The Kepler Series is a giant step forward in throughput, providing faster digitization, higher speed interfaces, and up to 35 channel readout. Sensors currently supported include front and back illuminated sCMOS. Future developments will include interline transfer CCDs and EMCCDs.
- USB3.0 (3 Gbps)
- Optional QSFP high speed fiber interface
- Optional Electromechanical Shutter for Remote Acquisition of Calibration Frames
- Choice of Windows – View Transmissivity Curves
- Air Cooling or Liquid Cooling (LC connectors sold separately)
- Deep Cooling (up to 45°C below ambient)
- Optional Anti-Dew Technology (ADT)
- LDR and HDR modes
- Small Footprint (as small as 10.2 x 10.2 x 10.7 cm)
- Reaches operating temperatures in 10 minutes
- View Kepler Overview pdf
Available with a front-illuminated sensor or high-QE back-illuminated sensor, the Kepler KL6060 camera is capable of taking up to 19 frames per second using the optional QSFP fiber interface. This affordable camera is a game-changing solution for Space Debris Detection and Space Situational Awareness applications and is ideal for universities or dedicated amateurs who want to capture every possible photon.
Kepler KL400 Operational Modes
The KL400’s Low Dynamic Range (LDR) mode reads the image once and digitizes it to 12-bits. The user has eight gains to select from in LDR mode. Adjusting the gain affects full well size, dark current growth, and linearity.
The High Dynamic Range (HDR) mode reads the pixels twice, digitizing with different gains. (Unlike CCDs that only read the charge from each pixel once, CMOS sensors can measure the charge multiple times.) The two images are merged to create a 16 bit image with the linearity of a single image, thus allowing an HDR image to show detail in both low-count and high-count areas of an image. Because of the additional read time, the maximum HDR frame rate is half that of the LDR mode.

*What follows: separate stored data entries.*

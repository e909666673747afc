use chrono::{DateTime, Utc};
use serde::{Deserialize, Serialize};
use url::Url;

use crate::{types::TransportKind, upstream::errors::UpstreamError};

/// Registration parameters for one upstream endpoint.
///
/// This is also the shape of each entry in the `endpoints` configuration section.
#[derive(Debug, Clone, Serialize, Deserialize, PartialEq)]
pub struct EndpointConfig {
    pub url: String,
    #[serde(default, skip_serializing_if = "Option::is_none")]
    pub api_key: Option<String>,
    #[serde(default)]
    pub transport_kind: TransportKind,
    #[serde(default = "default_weight")]
    pub weight: u32,
    /// Advertised requests-per-second allowance of the provider plan.
    #[serde(default)]
    pub rate_limit: u32,
    /// Higher is preferred. Endpoints with priority 0 are never promoted to primary by
    /// recovery.
    #[serde(default)]
    pub priority: i32,
    #[serde(default)]
    pub staked: bool,
    #[serde(default)]
    pub region: String,
}

fn default_weight() -> u32 {
    1
}

impl EndpointConfig {
    #[must_use]
    pub fn new(url: impl Into<String>, transport_kind: TransportKind) -> Self {
        Self {
            url: url.into(),
            api_key: None,
            transport_kind,
            weight: default_weight(),
            rate_limit: 0,
            priority: 0,
            staked: false,
            region: String::new(),
        }
    }

    #[must_use]
    pub fn with_priority(mut self, priority: i32) -> Self {
        self.priority = priority;
        self
    }

    #[must_use]
    pub fn with_weight(mut self, weight: u32) -> Self {
        self.weight = weight;
        self
    }

    #[must_use]
    pub fn with_staked(mut self, staked: bool) -> Self {
        self.staked = staked;
        self
    }

    #[must_use]
    pub fn with_api_key(mut self, api_key: impl Into<String>) -> Self {
        self.api_key = Some(api_key.into());
        self
    }

    #[must_use]
    pub fn with_region(mut self, region: impl Into<String>) -> Self {
        self.region = region.into();
        self
    }
}

/// A registered upstream endpoint. Immutable once registered; re-registering the same
/// id replaces it.
#[derive(Debug, Clone, Serialize)]
pub struct Endpoint {
    pub id: String,
    pub url: String,
    #[serde(skip)]
    pub api_key: Option<String>,
    pub transport_kind: TransportKind,
    pub weight: u32,
    pub rate_limit: u32,
    pub priority: i32,
    pub staked: bool,
    pub region: String,
    /// Fully resolved URL requests are posted to, with the API key applied.
    #[serde(skip)]
    request_url: String,
}

impl Endpoint {
    /// Validates `config` and builds the endpoint record.
    ///
    /// # Errors
    ///
    /// Returns [`UpstreamError::InvalidEndpoint`] if the id or URL is empty or the URL
    /// does not parse as an absolute URL.
    pub fn new(id: impl Into<String>, config: EndpointConfig) -> Result<Self, UpstreamError> {
        let id = id.into();
        if id.trim().is_empty() {
            return Err(UpstreamError::InvalidEndpoint("endpoint id is empty".to_string()));
        }
        if config.url.trim().is_empty() {
            return Err(UpstreamError::InvalidEndpoint(format!("endpoint '{id}' has an empty url")));
        }

        let mut parsed = Url::parse(&config.url).map_err(|e| {
            UpstreamError::InvalidEndpoint(format!("endpoint '{id}' has an invalid url: {e}"))
        })?;
        if let Some(key) = config.api_key.as_deref().filter(|k| !k.is_empty()) {
            parsed.query_pairs_mut().append_pair("api-key", key);
        }

        Ok(Self {
            id,
            url: config.url,
            api_key: config.api_key,
            transport_kind: config.transport_kind,
            weight: config.weight,
            rate_limit: config.rate_limit,
            priority: config.priority,
            staked: config.staked,
            region: config.region,
            request_url: parsed.into(),
        })
    }

    /// URL to post JSON-RPC payloads to.
    #[must_use]
    pub fn request_url(&self) -> &str {
        &self.request_url
    }
}

/// Health of one endpoint as observed by probes and request outcomes.
#[derive(Debug, Clone, Serialize, PartialEq)]
pub struct HealthStatus {
    pub healthy: bool,
    pub last_check: Option<DateTime<Utc>>,
    pub latency_ms: Option<u64>,
    pub consecutive_failures: u32,
    pub consecutive_successes: u32,
    pub last_error: Option<String>,
    pub degraded: bool,
}

impl Default for HealthStatus {
    /// Endpoints start out healthy until proven otherwise.
    fn default() -> Self {
        Self {
            healthy: true,
            last_check: None,
            latency_ms: None,
            consecutive_failures: 0,
            consecutive_successes: 0,
            last_error: None,
            degraded: false,
        }
    }
}

/// Accumulated request counters for one endpoint. Reset only by unregistration.
#[derive(Debug, Clone, Default, Serialize, PartialEq)]
pub struct EndpointStats {
    pub requests: u64,
    pub successes: u64,
    pub failures: u64,
    pub total_latency_ms: u64,
    pub avg_latency_ms: f64,
    pub rate_limit_hits: u64,
    pub last_request: Option<DateTime<Utc>>,
}

impl EndpointStats {
    pub(crate) fn record_success(&mut self, latency_ms: u64) {
        self.requests += 1;
        self.successes += 1;
        self.total_latency_ms = self.total_latency_ms.saturating_add(latency_ms);
        #[allow(clippy::cast_precision_loss)]
        {
            self.avg_latency_ms = self.total_latency_ms as f64 / self.successes as f64;
        }
        self.last_request = Some(Utc::now());
    }

    pub(crate) fn record_failure(&mut self, rate_limited: bool) {
        self.requests += 1;
        self.failures += 1;
        if rate_limited {
            self.rate_limit_hits += 1;
        }
        self.last_request = Some(Utc::now());
    }

    #[must_use]
    pub fn success_rate(&self) -> f64 {
        if self.requests == 0 {
            return 1.0;
        }
        #[allow(clippy::cast_precision_loss)]
        let rate = self.successes as f64 / self.requests as f64;
        rate
    }
}

/// Read-only snapshot of an endpoint and its current state.
#[derive(Debug, Clone, Serialize)]
pub struct EndpointStatus {
    pub endpoint: Endpoint,
    pub health: HealthStatus,
    pub stats: EndpointStats,
    pub is_primary: bool,
}
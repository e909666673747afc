//! Mock Infrastructure for Testing the Ember RPC Client
//!
//! Reusable mock types for exercising upstream interactions without real providers.
//!
//! ## Components
//!
//! - `RpcMockBuilder`: wraps mockito with Solana JSON-RPC response helpers
//! - `ScriptedTransport`: in-memory [`RpcTransport`] with per-host scripted replies,
//!   latency and call recording
//! - Test helpers for endpoint and config fixtures
//!
//! ## Usage
//!
//! ```ignore
//! use tests::mock_infrastructure::RpcMockBuilder;
//!
//! let mut mock = RpcMockBuilder::new().await;
//! mock.mock_method("getSlot", &json!(250_000_000));
//!
//! // Use mock.url() as an endpoint URL
//! ```
//!
//! [`RpcTransport`]: ember_core::upstream::RpcTransport

pub mod rpc_mock;
pub mod scripted_transport;
pub mod test_helpers;

pub use rpc_mock::RpcMockBuilder;
pub use scripted_transport::{RecordedCall, Reply, ScriptedTransport};
pub use test_helpers::*;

The Kepler camera also features a Low Dark Current (LDC) options for both LDR and HDR. When used, the LDC option minimizes dark current at the expense of reduced full well capacity. For short exposures where dark current growth is not a problem, LDC is not generally used. Standard modes (not LDC) provide the highest full well capacity and widest dynamic range. On the other hand LDC mode is very useful for imaging dim objects that require very long exposures where dark current growth can be significant.
The following may be useful in making the decision on which mode is most appropriate:
Choose LDR mode for required frame rate greater than 24 FPS (exposures <42 ms).
Choose HDR mode for a dynamic range greater than 0 – 4095 counts
Choose LDC when your exposures are sufficiently long that dark current growth uses a significant percentage of full well capacity. (Also cool sensor to lowest possible operating temp.)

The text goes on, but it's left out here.